Ездили тогда в поездах долго. Девочка сидела, опершись на руку, задумчиво смотрела в окно, тусклое, закрытое двумя рамами. Как будут жить они в Москве? Интересно, какие в Москве арыки, какие верблюды? И еще думала, что теперь уж долго не увидит дедушку. Он ее очень любил, и поездка к нему на праздники всегда была событием.
Ехали на извозчике – это первое удовольствие. Назывался дом «дача», потому что был громадный сад и ехать надо было по переулку, заросшему зеленью настолько, что ветви деревьев смыкались над головой извозчика. Приехали, вылезаем. Дом – обыкновенный, городской. Выходит дедушка, похожий, всегда казалось мне, на Тургенева из хрестоматии, очень ласковый со мной.
Внутри дома бабушка – не родная, дедушкина жена, высокая дама с прической. Еще в передней пахнет невыносимо вкусно. В столовой – праздничный стол. На белоснежной накрахмаленной скатерти – традиционный окорок, целиком запеченный дома, с золотой кожей, отвернутой, как крышка от коробки сардин, и приколотой особой большой острой вилкой; фаршированные куры и индейки; торты, мазуреки и пироги, готовившиеся каждой хозяйкой по-своему или по рецептам бабушек. У нас дома особым умением готовить подобные угощения отличалась мама, получавшая наивысшие похвалы от всех визитеров («Нет!
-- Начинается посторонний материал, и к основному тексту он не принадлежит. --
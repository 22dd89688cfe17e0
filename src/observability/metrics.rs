//! Metrics collection and exposition.
//!
//! # Metrics
//! - `pathcheck_results_total` (counter): completed checks by path, state
//! - `pathcheck_path_state` (gauge): last state code per path
//! - `pathcheck_timeouts_total` (counter): async probes that missed their deadline
//! - `pathcheck_abandoned_contexts_total` (counter): contexts left to a stray worker
//! - `pathcheck_sync_fallbacks_total` (counter): cycles probed inline after a spawn failure
//!
//! # Design Decisions
//! - Recording goes through the `metrics` facade; without an installed
//!   recorder every call is a no-op, so library users pay nothing
//! - The Prometheus exporter is only installed by the daemon

use std::net::SocketAddr;

use metrics_exporter_prometheus::PrometheusBuilder;

use crate::checker::PathState;

/// Install the Prometheus recorder and its HTTP listener.
///
/// Must be called from inside a Tokio runtime.
pub fn init_metrics(addr: SocketAddr) {
    match PrometheusBuilder::new().with_http_listener(addr).install() {
        Ok(()) => tracing::info!(address = %addr, "Metrics exporter listening"),
        Err(e) => tracing::error!(address = %addr, error = %e, "Failed to install metrics exporter"),
    }
}

pub fn record_check_result(path: &str, state: PathState) {
    metrics::counter!(
        "pathcheck_results_total",
        "path" => path.to_string(),
        "state" => state.as_str()
    )
    .increment(1);
    metrics::gauge!("pathcheck_path_state", "path" => path.to_string()).set(f64::from(state.code()));
}

pub fn record_timeout(device: &str) {
    metrics::counter!("pathcheck_timeouts_total", "device" => device.to_string()).increment(1);
}

pub fn record_abandoned_context(device: &str) {
    metrics::counter!("pathcheck_abandoned_contexts_total", "device" => device.to_string()).increment(1);
}

pub fn record_sync_fallback(device: &str) {
    metrics::counter!("pathcheck_sync_fallbacks_total", "device" => device.to_string()).increment(1);
}
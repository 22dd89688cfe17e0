//! Linux generic SCSI (`SG_IO`) transport.
//!
//! # Responsibilities
//! - Build an `sg_io_hdr` for a command and hand it to the kernel
//! - Copy status bytes and written sense back into a `ScsiReply`
//! - Query the logical block size of block devices
//!
//! The ioctl blocks the calling thread until the device answers or the
//! kernel-side timeout fires. It is not a cancellation point.

use std::io;
use std::os::fd::RawFd;
use std::ptr;
use std::time::Duration;

use crate::scsi::{ScsiCommand, ScsiReply, ScsiTransport};

const SG_IO: u32 = 0x2285;
const BLKSSZGET: u32 = 0x1268;

const SG_DXFER_NONE: libc::c_int = -1;
const SG_DXFER_FROM_DEV: libc::c_int = -3;

const SENSE_BUFF_LEN: usize = 32;

#[repr(C)]
struct SgIoHdr {
    interface_id: libc::c_int,
    dxfer_direction: libc::c_int,
    cmd_len: libc::c_uchar,
    mx_sb_len: libc::c_uchar,
    iovec_count: libc::c_ushort,
    dxfer_len: libc::c_uint,
    dxferp: *mut libc::c_void,
    cmdp: *mut libc::c_uchar,
    sbp: *mut libc::c_uchar,
    timeout: libc::c_uint,
    flags: libc::c_uint,
    pack_id: libc::c_int,
    usr_ptr: *mut libc::c_void,
    status: libc::c_uchar,
    masked_status: libc::c_uchar,
    msg_status: libc::c_uchar,
    sb_len_wr: libc::c_uchar,
    host_status: libc::c_ushort,
    driver_status: libc::c_ushort,
    resid: libc::c_int,
    duration: libc::c_uint,
    info: libc::c_uint,
}

/// Issues commands through the `SG_IO` ioctl.
#[derive(Debug, Clone, Copy, Default)]
pub struct SgIoTransport;

impl SgIoTransport {
    pub fn new() -> Self {
        Self
    }
}

fn timeout_ms(timeout: Duration) -> libc::c_uint {
    timeout.as_millis().min(libc::c_uint::MAX as u128) as libc::c_uint
}

impl ScsiTransport for SgIoTransport {
    fn execute(&self, fd: RawFd, cmd: &ScsiCommand, timeout: Duration) -> io::Result<ScsiReply> {
        let mut cdb = cmd.cdb();
        let mut data = vec![0u8; cmd.data_in_len()];
        let mut sense = [0u8; SENSE_BUFF_LEN];

        let (direction, dxferp) = if data.is_empty() {
            (SG_DXFER_NONE, ptr::null_mut())
        } else {
            (SG_DXFER_FROM_DEV, data.as_mut_ptr().cast::<libc::c_void>())
        };

        let mut hdr = SgIoHdr {
            interface_id: libc::c_int::from(b'S'),
            dxfer_direction: direction,
            cmd_len: cdb.len() as libc::c_uchar,
            mx_sb_len: SENSE_BUFF_LEN as libc::c_uchar,
            iovec_count: 0,
            dxfer_len: data.len() as libc::c_uint,
            dxferp,
            cmdp: cdb.as_mut_ptr(),
            sbp: sense.as_mut_ptr(),
            timeout: timeout_ms(timeout),
            flags: 0,
            pack_id: 0,
            usr_ptr: ptr::null_mut(),
            status: 0,
            masked_status: 0,
            msg_status: 0,
            sb_len_wr: 0,
            host_status: 0,
            driver_status: 0,
            resid: 0,
            duration: 0,
            info: 0,
        };

        // SAFETY: every pointer in `hdr` refers to a live local buffer whose
        // length matches the corresponding length field, and all of them
        // outlive the call.
        let rc = unsafe { libc::ioctl(fd, SG_IO as _, &mut hdr as *mut SgIoHdr) };
        if rc < 0 {
            return Err(io::Error::last_os_error());
        }

        let written = usize::from(hdr.sb_len_wr).min(SENSE_BUFF_LEN);
        Ok(ScsiReply {
            status: hdr.status,
            host_status: hdr.host_status,
            driver_status: hdr.driver_status,
            info: hdr.info,
            sense: sense[..written].to_vec(),
        })
    }

    fn block_size(&self, fd: RawFd) -> io::Result<u32> {
        let mut size: libc::c_int = 0;
        // SAFETY: BLKSSZGET writes a single int through the pointer.
        let rc = unsafe { libc::ioctl(fd, BLKSSZGET as _, &mut size as *mut libc::c_int) };
        if rc < 0 {
            return Err(io::Error::last_os_error());
        }
        u32::try_from(size)
            .ok()
            .filter(|s| *s > 0)
            .ok_or_else(|| io::Error::new(io::ErrorKind::InvalidData, "invalid block size"))
    }
}

#[cfg(test)]
mod tests {
    use super::*;

    #[test]
    fn timeout_is_converted_to_millis() {
        assert_eq!(timeout_ms(Duration::from_secs(30)), 30_000);
        assert_eq!(timeout_ms(Duration::from_millis(1500)), 1500);
        assert_eq!(timeout_ms(Duration::from_secs(u64::MAX)), libc::c_uint::MAX);
    }

    #[test]
    fn ioctl_on_non_sg_fd_fails() {
        let dir = tempfile::tempdir().unwrap();
        let path = dir.path().join("plain");
        std::fs::write(&path, b"not a disk").unwrap();
        let file = std::fs::File::open(&path).unwrap();
        let fd = std::os::fd::AsRawFd::as_raw_fd(&file);

        let err = SgIoTransport::new()
            .execute(fd, &ScsiCommand::TestUnitReady, Duration::from_secs(1))
            .unwrap_err();
        assert_eq!(err.raw_os_error(), Some(libc::ENOTTY));
    }
}
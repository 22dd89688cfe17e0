//! Configuration loading from disk.

use std::fs;
use std::path::Path;

use thiserror::Error;

use crate::config::schema::MonitorConfig;
use crate::config::validation::{validate_config, ValidationError};

/// Error type for configuration loading.
#[derive(Debug, Error)]
pub enum ConfigError {
    #[error("IO error: {0}")]
    Io(#[from] std::io::Error),

    #[error("Parse error: {0}")]
    Parse(#[from] toml::de::Error),

    #[error("Validation failed: {}", join(.0))]
    Validation(Vec<ValidationError>),
}

fn join(errors: &[ValidationError]) -> String {
    errors
        .iter()
        .map(ToString::to_string)
        .collect::<Vec<_>>()
        .join(", ")
}

/// Parse and validate configuration text.
pub fn parse_config(content: &str) -> Result<MonitorConfig, ConfigError> {
    let config: MonitorConfig = toml::from_str(content)?;
    validate_config(&config).map_err(ConfigError::Validation)?;
    Ok(config)
}

/// Load and validate configuration from a TOML file.
pub fn load_config(path: &Path) -> Result<MonitorConfig, ConfigError> {
    let content = fs::read_to_string(path)?;
    parse_config(&content)
}

#[cfg(test)]
mod tests {
    use super::*;
    use std::io::Write;

    #[test]
    fn loads_full_file() {
        let mut file = tempfile::NamedTempFile::new().unwrap();
        writeln!(
            file,
            r#"
[checker]
name = "tur"
timeout_secs = 10
async_mode = false

[[paths]]
name = "sdb"
device = "/dev/sdb"

[[paths]]
name = "sdc"
device = "/dev/sdc"
checker = "readsector0"

[observability]
log_format = "json"
"#
        )
        .unwrap();

        let config = load_config(file.path()).unwrap();
        assert_eq!(config.checker.timeout_secs, 10);
        assert!(!config.checker.async_mode);
        assert_eq!(config.checker.retries, 5);
        assert_eq!(config.paths.len(), 2);
        assert_eq!(config.paths[1].checker.as_deref(), Some("readsector0"));
        assert_eq!(
            config.observability.log_format,
            crate::config::schema::LogFormat::Json
        );
    }

    #[test]
    fn empty_file_uses_defaults() {
        let config = parse_config("").unwrap();
        assert_eq!(config.checker.name, "tur");
        assert!(config.paths.is_empty());
    }

    #[test]
    fn reports_parse_and_validation_errors() {
        assert!(matches!(parse_config("[checker"), Err(ConfigError::Parse(_))));
        let err = parse_config("[checker]\nname = \"nope\"\ninterval_secs = 0\n").unwrap_err();
        match &err {
            ConfigError::Validation(errors) => assert_eq!(errors.len(), 2),
            other => panic!("unexpected error: {other}"),
        }
        assert!(err.to_string().starts_with("Validation failed: unknown checker 'nope'"));
    }

    #[test]
    fn missing_file_is_io_error() {
        let err = load_config(Path::new("/nonexistent/pathcheck.toml")).unwrap_err();
        assert!(matches!(err, ConfigError::Io(_)));
    }
}
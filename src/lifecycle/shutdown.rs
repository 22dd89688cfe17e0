//! Shutdown coordination for the daemon.

use tokio::sync::broadcast;

/// Broadcasts a single stop request to every long-running loop.
#[derive(Debug, Clone)]
pub struct Shutdown {
    tx: broadcast::Sender<()>,
}

impl Shutdown {
    pub fn new() -> Self {
        let (tx, _) = broadcast::channel(1);
        Self { tx }
    }

    pub fn subscribe(&self) -> broadcast::Receiver<()> {
        self.tx.subscribe()
    }

    /// Request shutdown. Returns how many loops were listening.
    pub fn trigger(&self) -> usize {
        self.tx.send(()).unwrap_or(0)
    }
}

impl Default for Shutdown {
    fn default() -> Self {
        Self::new()
    }
}
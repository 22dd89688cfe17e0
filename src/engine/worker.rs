//! Probe worker threads.
//!
//! # Lifecycle
//! ```text
//! spawned ──probe returns──▶ complete (publish, clear running, notify) ──▶ drop holder
//!                                                                           │
//!                                    cancel requested? ◀────────────────────┘
//!                                      yes → exit
//!                                      no  → parked until cancelled, then exit
//! ```
//!
//! Cancellation is advisory. A worker blocked in the kernel keeps running
//! until the ioctl returns, however long that takes; it then notices the
//! request and exits without parking. Dropping a `Worker` always requests
//! cancellation, so no parked thread outlives its handle.

use std::io;
use std::os::fd::RawFd;
use std::sync::atomic::{AtomicBool, Ordering};
use std::sync::Arc;
use std::thread::{self, JoinHandle};
use std::time::Duration;

use crate::engine::context::AsyncContext;
use crate::probe::TurProbe;

#[derive(Debug, Default)]
struct CancelToken {
    requested: AtomicBool,
}

impl CancelToken {
    fn is_requested(&self) -> bool {
        self.requested.load(Ordering::Acquire)
    }

    fn park_until_requested(&self) {
        while !self.is_requested() {
            thread::park();
        }
    }
}

/// Everything the worker needs to run one probe.
#[derive(Debug)]
pub struct ProbeJob {
    pub probe: TurProbe,
    pub fd: RawFd,
    pub timeout: Duration,
}

/// Handle-side association with a running (or parked) worker.
#[derive(Debug)]
pub struct Worker {
    thread: JoinHandle<()>,
    cancel: Arc<CancelToken>,
}

impl Worker {
    /// Start a worker holding its own reference to `ctx`.
    ///
    /// On failure the reference moved into the thread closure is dropped again.
    pub fn spawn(ctx: Arc<AsyncContext>, job: ProbeJob) -> io::Result<Self> {
        let cancel = Arc::new(CancelToken::default());
        let token = Arc::clone(&cancel);
        let thread = thread::Builder::new()
            .name("tur-checker".to_string())
            .spawn(move || run(ctx, job, token))?;
        Ok(Self { thread, cancel })
    }

    /// True once the thread has fully exited.
    pub fn is_finished(&self) -> bool {
        self.thread.is_finished()
    }
}

impl Drop for Worker {
    fn drop(&mut self) {
        self.cancel.requested.store(true, Ordering::Release);
        self.thread.thread().unpark();
    }
}

fn run(ctx: Arc<AsyncContext>, job: ProbeJob, cancel: Arc<CancelToken>) {
    let (state, msgid) = job.probe.run(job.fd, job.timeout, ctx.device());
    if !ctx.complete(state, msgid) {
        tracing::debug!(
            device = ctx.device(),
            %state,
            "TUR worker finished after its cycle timed out"
        );
    }
    drop(ctx);

    cancel.park_until_requested();
}
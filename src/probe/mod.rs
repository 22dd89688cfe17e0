//! Synchronous path probes.
//!
//! # Responsibilities
//! - Issue one SCSI command through a `ScsiTransport`
//! - Classify status and sense data into a `PathState`
//! - Retry transient conditions within a bounded attempt count
//!
//! # Design Decisions
//! - Classification is a pure function of one reply, tested on its own
//! - Retries are immediate: transient conditions clear on the next command
//! - Exhausted retries degrade to `Down`, never to an error

pub mod readsector0;
pub mod tur;

pub use readsector0::Readsector0Checker;
pub use tur::{classify, RetryReason, TurProbe, Verdict};
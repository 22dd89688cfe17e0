//! Path states and checker message identifiers.
//!
//! # States
//! ```text
//! Unsupported (-1)  no usable fd, or the probe does not apply to the device
//! Unchecked    (0)  nothing has been checked yet, or the checker is disabled
//! Down / Up / Shaky / Ghost   results of a completed probe
//! Pending / Timeout           produced only by an asynchronous checker
//! ```
//!
//! # Design Decisions
//! - Integer codes are a stable contract with the caller
//! - States are tags, not a scale: no ordering is derived

use serde::Serialize;

/// Health of a single I/O path as reported by a checker.
#[repr(i32)]
#[derive(Debug, Clone, Copy, PartialEq, Eq, Hash, Serialize)]
#[serde(rename_all = "lowercase")]
pub enum PathState {
    /// Probe not applicable to this device ("wild").
    Unsupported = -1,
    Unchecked = 0,
    Down = 1,
    Up = 2,
    Shaky = 3,
    /// Reachable but not able to service I/O (standby controller port).
    Ghost = 4,
    /// Asynchronous probe started, result not available yet.
    Pending = 5,
    /// Asynchronous probe exceeded its deadline.
    Timeout = 6,
}

impl PathState {
    /// Stable integer code.
    pub fn code(self) -> i32 {
        self as i32
    }

    pub fn as_str(self) -> &'static str {
        match self {
            PathState::Unsupported => "unsupported",
            PathState::Unchecked => "unchecked",
            PathState::Down => "down",
            PathState::Up => "up",
            PathState::Shaky => "shaky",
            PathState::Ghost => "ghost",
            PathState::Pending => "pending",
            PathState::Timeout => "timeout",
        }
    }

    /// True for the states only an asynchronous checker may produce.
    pub fn is_async_only(self) -> bool {
        matches!(self, PathState::Pending | PathState::Timeout)
    }
}

impl TryFrom<i32> for PathState {
    type Error = i32;

    fn try_from(code: i32) -> Result<Self, Self::Error> {
        match code {
            -1 => Ok(PathState::Unsupported),
            0 => Ok(PathState::Unchecked),
            1 => Ok(PathState::Down),
            2 => Ok(PathState::Up),
            3 => Ok(PathState::Shaky),
            4 => Ok(PathState::Ghost),
            5 => Ok(PathState::Pending),
            6 => Ok(PathState::Timeout),
            other => Err(other),
        }
    }
}

impl std::fmt::Display for PathState {
    fn fmt(&self, f: &mut std::fmt::Formatter<'_>) -> std::fmt::Result {
        f.write_str(self.as_str())
    }
}

/// Machine-readable reason attached to the last check result.
#[derive(Debug, Clone, Copy, PartialEq, Eq, Hash, Default, Serialize)]
#[serde(rename_all = "snake_case")]
pub enum MsgId {
    #[default]
    None,
    Disabled,
    NoFd,
    Uninitialized,
    Unsupported,
    Up,
    Down,
    Ghost,
    /// Async probe still in flight.
    Running,
    /// Async probe passed its deadline.
    Timeout,
}

impl MsgId {
    /// Human-readable message text.
    pub fn text(self) -> &'static str {
        match self {
            MsgId::None => "",
            MsgId::Disabled => "checker disabled",
            MsgId::NoFd => "no usable fd",
            MsgId::Uninitialized => "checker not initialized",
            MsgId::Unsupported => "probe not supported by device",
            MsgId::Up => "path is up",
            MsgId::Down => "path is down",
            MsgId::Ghost => "path is ghost",
            MsgId::Running => "checker still running",
            MsgId::Timeout => "checker timed out",
        }
    }
}

impl std::fmt::Display for MsgId {
    fn fmt(&self, f: &mut std::fmt::Formatter<'_>) -> std::fmt::Result {
        f.write_str(self.text())
    }
}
Никто не умеет готовить это так, как Надежда Федоровна!»).
Немного погодя я уже сижу около дедушки на маленькой скамейке. Он гладит меня по голове, а я беру его руку и разглядываю. Рука белая, с голубыми выпуклыми жилками, мне они казались похожими на реки в географическом атласе старшего брата, и это было очень красиво. Мне хотелось, чтобы у меня тоже были такие руки.
Еще тогда, в Ташкенте, читая все подряд, я нашла какой-то юмористический журнал и там увидела список общественных деятелей города (видно, это была сатира на них). И вдруг среди других я нахожу своего деда. Там было написано так: «Иван Кузьмич Зеленый – гласный в думе. Если бы не его цветная фамилия, был бы совсем бесцветным». Я была в восторге и долго гордилась дедушкой.
Бильярд
Это я рассказала, к примеру, как можно начать книгу. А можно и совершенно иначе.
…Двадцать шестой год. Я иду по набережной Ялты рядом с Владимиром Владимировичем Маяковским. Только мы не гуляем, как все, а идем по делу – в бильярдную. Странно, что он позвал меня: у него всегда огромный выбор первоклассных партнеров. Но ослушаться его я не могу, он и так чем-то расстроен.
Мне трудно объяснить, как я тогда относилась к Маяковскому Я видела его редко – на литературных вечерах или в Доме Герцена. При этом он всегда как-то по-доброму разговаривал со мной, а я, не знаю почему, не могла держаться с ним просто, как со всеми. Какая-то тревога всегда овладевала мной. Я старалась произносить что-нибудь «умное» и от этого казалась себе еще глупей. В Ялте я встречала В. Маяковского чаще. На этот раз я шла по набережной совсем в другую сторону, когда встретила его. Он сказал:
– Пошли в бильярдную!
Я повернулась и пошла.
Он шагает большими шагами. А я, воображая, что иду с ним в ногу, семеню, просто бегу, стараясь не отставать. Я хоть понимаю, кто идет рядом со мной, знаю, что это гений, но еще не восхищаюсь его стихами – я стала понимать их и любить позднее.
Здесь, в Крыму, Маяковский выступал на открытых сценах курзалов. Его слушали все, кто был в это время на крымских курортах. Мы, актеры, приглашенные для работы на ЮБК (Южный берег Крыма), работали повсюду. Нас навалом грузили в полуторки – пианистов и певцов, чтецов и балерин – и возили по всему побережью (Алупка, Симеиз, Алушта, Гурзуф). Но каждый старался попасть на вечер Маяковского.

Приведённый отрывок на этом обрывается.